Genetic tests work to identify some of the characteristics of an individual. In accordance with certain health parameters, one group of such characteristics can be qualified as "illnesses," "retardations," or "deficiencies," and others as possessing "health," "well-being," or "superiority." In general, it can be said that some genetic conditions are regarded as positive and others as negative. However, which ones are thought to be positive or negative, or which imply advantages and which disadvantages, does not remain static over time. In analyzing the interaction between the new genetic-test technologies and their social context, we should mention two factors that influence the extension of such concepts as "health" and "disease,""advantage" and "disadvantage": (i) technological capacity for diagnosis and therapeutic intervention, and (ii) the group of characteristics that at a given moment might be socially prevalent. All of those which cannot be positively valued will eventually be considered to be disadvantages.

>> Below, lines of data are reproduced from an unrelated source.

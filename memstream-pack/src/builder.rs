//! Segment building and budget fitting
//!
//! A segment packs a root payload reference plus an ordered ancestor
//! list (oldest to newest) into one fragment-form URL, together with a
//! metadata reference witnessing the exact sequence. When the full
//! segment exceeds the hard cap, the oldest ancestors are dropped into
//! archive segments: the kept suffix becomes the primary, and the
//! dropped prefix is re-packed with the oldest kept entry promoted to
//! the archive's root (boundary rotation). The primary URL is always in
//! budget, degrading to a root-only segment in the worst case.
//!
//! ## Truncation boundaries
//!
//! The kept-count found by binary search is snapped DOWN to the nearest
//! Fibonacci number. Repeated shares of a growing thread then truncate
//! at the same boundaries, so equal suffixes reproduce equal segment
//! URLs instead of drifting by one entry per share.

use crate::budget::{SegmentBudget, MAX_ARCHIVE_DEPTH, PROTOCOL_VERSION};
use crate::error::{Error, Result};
use crate::fragment::{encode_fragment_url, FragmentParts};
use memstream_core::{canonicalize, decode_payload_ref, encode_payload_ref, fingerprint, merkle_root};
use serde::{Deserialize, Serialize};
use tracing::{debug, warn};

/// Metadata sealed into the `seg` reference of every segment URL.
#[derive(Debug, Clone, PartialEq, Eq, Serialize, Deserialize)]
#[serde(rename_all = "camelCase")]
pub struct SegmentMeta {
    /// Protocol version.
    pub version: u32,
    /// Fingerprint of the sealed root + ancestor sequence.
    pub id: String,
    /// Merkle root over `[root, adds...]`.
    pub merkle_root: String,
    /// Number of Merkle leaves (ancestors plus the root).
    pub leaf_count: usize,
    /// Number of ancestor entries.
    pub add_count: usize,
    /// Fingerprint of the root reference alone.
    pub short_root: String,
}

/// One packed, in-budget segment.
#[derive(Debug, Clone, PartialEq, Eq)]
pub struct BuiltSegment {
    /// The serialized fragment-form URL.
    pub url: String,
    /// Root payload reference.
    pub root_ref: String,
    /// Ancestor references, oldest to newest.
    pub adds: Vec<String>,
    /// Merkle root over `[root, adds...]`.
    pub merkle_root: String,
    /// `adds.len() + 1`.
    pub leaf_count: usize,
    /// `adds.len()`.
    pub add_count: usize,
}

/// A primary segment plus the archive segments holding its overflow.
#[derive(Debug, Clone, PartialEq, Eq)]
pub struct SegmentedPack {
    /// The in-budget segment for the newest suffix of the chain.
    pub primary: BuiltSegment,
    /// Older overflow, nearest-first: `archives[0]` holds the entries
    /// just older than the primary's, deeper entries follow.
    pub archives: Vec<BuiltSegment>,
}

impl SegmentedPack {
    /// Reconstruct the original ancestor sequence, oldest to newest.
    ///
    /// Walks the archives deepest-first (the deepest archive holds the
    /// oldest prefix), then appends the primary's entries. Every original
    /// ancestor appears exactly once; rotated archive roots are not
    /// repeated because they live in a later segment's `adds`.
    pub fn flatten(&self) -> Vec<String> {
        self.archives
            .iter()
            .rev()
            .flat_map(|segment| segment.adds.iter().cloned())
            .chain(self.primary.adds.iter().cloned())
            .collect()
    }
}

/// Build one segment URL for a root and its full ancestor list.
pub fn build_segment<S: AsRef<str>>(base: &str, root_ref: &str, adds: &[S]) -> BuiltSegment {
    let adds: Vec<String> = adds.iter().map(|a| a.as_ref().to_string()).collect();

    let mut leaves: Vec<&str> = Vec::with_capacity(adds.len() + 1);
    leaves.push(root_ref);
    leaves.extend(adds.iter().map(String::as_str));
    let merkle = merkle_root(&leaves);
    let leaves_value = serde_json::Value::Array(
        leaves.iter().map(|s| serde_json::Value::from(*s)).collect(),
    );

    let meta = SegmentMeta {
        version: PROTOCOL_VERSION,
        id: fingerprint(&canonicalize(&leaves_value)),
        merkle_root: merkle.clone(),
        leaf_count: leaves.len(),
        add_count: adds.len(),
        short_root: fingerprint(root_ref),
    };
    let seg_ref = encode_payload_ref(&serde_json::to_value(&meta).expect("meta serializes"));

    let url = encode_fragment_url(
        base,
        &FragmentParts {
            version: PROTOCOL_VERSION,
            root: root_ref.to_string(),
            seg: Some(seg_ref),
            adds: adds.clone(),
        },
    );

    BuiltSegment {
        url,
        root_ref: root_ref.to_string(),
        adds,
        merkle_root: merkle,
        leaf_count: meta.leaf_count,
        add_count: meta.add_count,
    }
}

/// Decode the metadata sealed in a `seg` reference.
pub fn decode_segment_meta(seg_ref: &str) -> Result<SegmentMeta> {
    let value = decode_payload_ref(seg_ref)
        .ok_or_else(|| Error::decode("segment metadata reference does not decode"))?;
    Ok(serde_json::from_value(value)?)
}

/// Find how many of the newest ancestors fit under `cap`.
///
/// Binary-searches the largest suffix whose segment URL serializes at or
/// under `cap`, then snaps the count down to the nearest Fibonacci
/// number (never upward, so the cap still holds). A count that already
/// covers every ancestor is returned unsnapped.
pub fn fit_to_budget<S: AsRef<str>>(base: &str, root_ref: &str, adds: &[S], cap: usize) -> usize {
    let fits = |keep: usize| {
        let suffix = &adds[adds.len() - keep..];
        build_segment(base, root_ref, suffix).url.len() <= cap
    };

    let mut lo = 0;
    let mut hi = adds.len();
    while lo < hi {
        let mid = lo + (hi - lo + 1) / 2;
        if fits(mid) {
            lo = mid;
        } else {
            hi = mid - 1;
        }
    }

    if lo == adds.len() {
        return lo;
    }
    let snapped = fibonacci_floor(lo);
    if snapped < lo {
        debug!(fit = lo, snapped, "snapped kept ancestors to fibonacci boundary");
    }
    snapped
}

/// Largest Fibonacci number at or under `n` (0 for 0).
fn fibonacci_floor(n: usize) -> usize {
    if n == 0 {
        return 0;
    }
    let (mut a, mut b) = (1usize, 2usize);
    while b <= n {
        (a, b) = (b, a + b);
    }
    a
}

/// Pack a root and its ancestor chain into in-budget segments.
///
/// If everything fits under the fragment cap, the pack is the single
/// primary segment. Otherwise the fitted suffix becomes the primary and
/// the dropped prefix recurses into archive segments, each rooted at the
/// oldest entry kept by the level above. Recursion is bounded by
/// [`MAX_ARCHIVE_DEPTH`]; pathological inputs degrade to a root-only
/// segment rather than exceeding the cap.
pub fn build_segmented_pack<S: AsRef<str>>(
    base: &str,
    root_ref: &str,
    adds: &[S],
    budget: &SegmentBudget,
) -> SegmentedPack {
    let cap = budget.fragment_hard_cap;
    let mut segments: Vec<BuiltSegment> = Vec::new();
    let mut root = root_ref.to_string();
    let mut pending: Vec<String> = adds.iter().map(|a| a.as_ref().to_string()).collect();
    let mut depth = 0;

    loop {
        let candidate = build_segment(base, &root, &pending);
        if candidate.url.len() <= cap {
            segments.push(candidate);
            break;
        }
        if depth >= MAX_ARCHIVE_DEPTH {
            warn!(
                depth,
                dropped = pending.len(),
                "archive depth guard hit, degrading to root-only segment"
            );
            segments.push(build_segment::<&str>(base, &root, &[]));
            break;
        }

        let keep = fit_to_budget(base, &root, &pending, cap);
        if keep == 0 {
            warn!(
                dropped = pending.len(),
                "no ancestor fits under the cap, degrading to root-only segment"
            );
            segments.push(build_segment::<&str>(base, &root, &[]));
            break;
        }

        let split_at = pending.len() - keep;
        let kept = pending.split_off(split_at);
        segments.push(build_segment(base, &root, &kept));

        // Boundary rotation: the oldest kept entry roots the next level.
        root = kept[0].clone();
        if pending.is_empty() {
            break;
        }
        depth += 1;
    }

    let mut iter = segments.into_iter();
    let primary = iter.next().expect("at least one segment is always built");
    SegmentedPack {
        primary,
        archives: iter.collect(),
    }
}

#[cfg(test)]
mod tests {
    use super::*;

    const BASE: &str = "https://m/s";

    fn refs(n: usize, width: usize) -> Vec<String> {
        (0..n)
            .map(|i| format!("j:{}{:06}", "a".repeat(width.saturating_sub(8)), i))
            .collect()
    }

    #[test]
    fn test_full_fit_is_single_segment() {
        let adds = refs(4, 24);
        let pack = build_segmented_pack(BASE, "j:cm9vdHJvb3Q", &adds, &SegmentBudget::default());
        assert!(pack.archives.is_empty());
        assert_eq!(pack.primary.adds, adds);
        assert_eq!(pack.primary.add_count, 4);
        assert_eq!(pack.primary.leaf_count, 5);
        assert!(pack.primary.url.len() <= SegmentBudget::default().fragment_hard_cap);
    }

    #[test]
    fn test_segment_meta_round_trips() {
        let adds = refs(3, 24);
        let segment = build_segment(BASE, "j:cm9vdHJvb3Q", &adds);
        let parts = crate::fragment::decode_fragment_url(&segment.url).unwrap();
        let meta = decode_segment_meta(parts.seg.as_deref().unwrap()).unwrap();
        assert_eq!(meta.add_count, 3);
        assert_eq!(meta.leaf_count, 4);
        assert_eq!(meta.merkle_root, segment.merkle_root);
        assert_eq!(meta.short_root, memstream_core::fingerprint("j:cm9vdHJvb3Q"));
    }

    #[test]
    fn test_merkle_witnesses_order() {
        let a = build_segment(BASE, "j:cm9vdHJvb3Q", &["x1", "x2"]);
        let b = build_segment(BASE, "j:cm9vdHJvb3Q", &["x2", "x1"]);
        assert_ne!(a.merkle_root, b.merkle_root);
    }

    #[test]
    fn test_fifty_ancestors_against_tight_cap() {
        // The documented scenario: 50 ancestors of 500 chars each against
        // a 3,500-char cap.
        let adds = refs(50, 500);
        let budget = SegmentBudget::with_fragment_cap(3_500);
        let pack = build_segmented_pack(BASE, "j:cm9vdHJvb3Q", &adds, &budget);

        assert!(pack.primary.url.len() <= 3_500);
        assert!(!pack.archives.is_empty());
        for archive in &pack.archives {
            assert!(archive.url.len() <= 3_500);
        }
        // Flattening restores every original ancestor exactly once.
        assert_eq!(pack.flatten(), adds);
    }

    #[test]
    fn test_boundary_rotation_roots_archives() {
        let adds = refs(50, 500);
        let budget = SegmentBudget::with_fragment_cap(3_500);
        let pack = build_segmented_pack(BASE, "j:cm9vdHJvb3Q", &adds, &budget);

        // The primary keeps the true thread root; each archive is rooted
        // at the oldest entry kept by the level above it.
        assert_eq!(pack.primary.root_ref, "j:cm9vdHJvb3Q");
        assert_eq!(pack.archives[0].root_ref, pack.primary.adds[0]);
        for pair in pack.archives.windows(2) {
            assert_eq!(pair[1].root_ref, pair[0].adds[0]);
        }
    }

    #[test]
    fn test_huge_single_ancestor_degrades_to_zero_adds() {
        let huge = vec![format!("j:{}", "x".repeat(10_000))];
        let budget = SegmentBudget::with_fragment_cap(1_000);
        let pack = build_segmented_pack(BASE, "j:cm9vdHJvb3Q", &huge, &budget);
        assert!(pack.primary.adds.is_empty());
        assert!(pack.archives.is_empty());
        assert!(pack.primary.url.len() <= 1_000);
    }

    #[test]
    fn test_fit_snaps_to_fibonacci() {
        let adds = refs(30, 60);
        // Pick a cap that admits some but not all entries.
        let probe = build_segment(BASE, "j:cm9vdHJvb3Q", &adds[adds.len() - 7..]);
        let cap = probe.url.len();
        let kept = fit_to_budget(BASE, "j:cm9vdHJvb3Q", &adds, cap);
        assert!(kept <= 7);
        assert!(
            matches!(kept, 0 | 1 | 2 | 3 | 5 | 8 | 13 | 21),
            "kept {} is not a fibonacci boundary",
            kept
        );
        // Snapping never violates the cap.
        let suffix = &adds[adds.len() - kept..];
        assert!(build_segment(BASE, "j:cm9vdHJvb3Q", suffix).url.len() <= cap);
    }

    #[test]
    fn test_fit_keeps_everything_unsnapped_when_it_all_fits() {
        let adds = refs(4, 24);
        let kept = fit_to_budget(BASE, "j:cm9vdHJvb3Q", &adds, 120_000);
        assert_eq!(kept, 4);
    }

    #[test]
    fn test_fibonacci_floor() {
        assert_eq!(fibonacci_floor(0), 0);
        assert_eq!(fibonacci_floor(1), 1);
        assert_eq!(fibonacci_floor(4), 3);
        assert_eq!(fibonacci_floor(5), 5);
        assert_eq!(fibonacci_floor(7), 5);
        assert_eq!(fibonacci_floor(8), 8);
        assert_eq!(fibonacci_floor(20), 13);
    }

    #[test]
    fn test_depth_guard_never_busts_cap() {
        // A cap that admits roughly one ancestor per level forces deep
        // recursion; the guard must cut it off without ever exceeding
        // the cap.
        let adds = refs(80, 40);
        let cap = build_segment(BASE, &adds[0], &adds[..1]).url.len() + 8;
        let pack = build_segmented_pack(BASE, "j:cm9vdHJvb3Q", &adds, &SegmentBudget::with_fragment_cap(cap));
        assert!(pack.primary.url.len() <= cap);
        for archive in &pack.archives {
            assert!(archive.url.len() <= cap);
        }
        assert!(pack.archives.len() <= MAX_ARCHIVE_DEPTH + 1);
    }
}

The new genetic-test technologies contribute to the redefinition of the parameters of perfection, of deviation, or of what actually constitutes a defect. Currently there are certain characteristics which, if not considered advantageous to their carriers, are socially classified neither as disadvantages nor as problematic. But if at the moment of making decisions about reproduction, some test technologies allow the identification of "doubtful" characteristics, and other technologies make their elimination or substitution possible, it seems logical to think that couples would choose to have children only when all possible uncertainty had been eliminated. Thus, will responsible parents of the future be able to accept the possibility that their son or daughter might have a defect? Should they not go to every length to avoid all possible disadvantage? 42

Technological advances in human genetic engineering may change the concept of illness or of others such as responsible parenthood. This latter concept is currently applied with respect to born children, but the possibilities made available by technology may also extend their significance to reproductive options. 38 The genetic testing of embryos (pre-implantation tests) make the in vitro fertilization of fertile women possible. A woman who refuses the application of these technologies may appear irresponsible in allowing herself to have a child with some deformity of known genetic origin. 26 , 28

Technology, however, does not function in a vacuum, but in certain social contexts. Future parents may feel obliged to make certain reproductive decisions if some traits are socially encouraged while others are discouraged. The use of genetic tests in non-clinical contexts, for example in the workplace or in schools, may in fact fulfil this function. This would then result in an interactive process that would blur the boundaries of concepts such as illness, and traits judged to have social value could be included. At the same time the boundary between clinical and non-clinical use would become increasingly hazy. As we have previously pointed out with respect to genetic tests, this boundary also acts to provide a dividing line along the spectrum from the least contentious uses to the most problematic.

We can examine an illustration of this argument. In early 1994 the media reported the case of a sterile black woman who resorted to in vitro fertilization. This woman, married to a white man, decided to request an ovum from a white woman. Given the need to resort to fertilization and the fact that she could "choose," the mother decided that her child would be white, with a view to avoiding the problems of racial discrimination. This case exemplifies how a wide group of human traits could become, in the fairly near future, the object of intervention by way of assisted reproduction technologies. In this context, for example, genetic tests could be used to identify conditions in an embryo or fetus not currently considered illnesses. This suggests a eugenic use of these technologies.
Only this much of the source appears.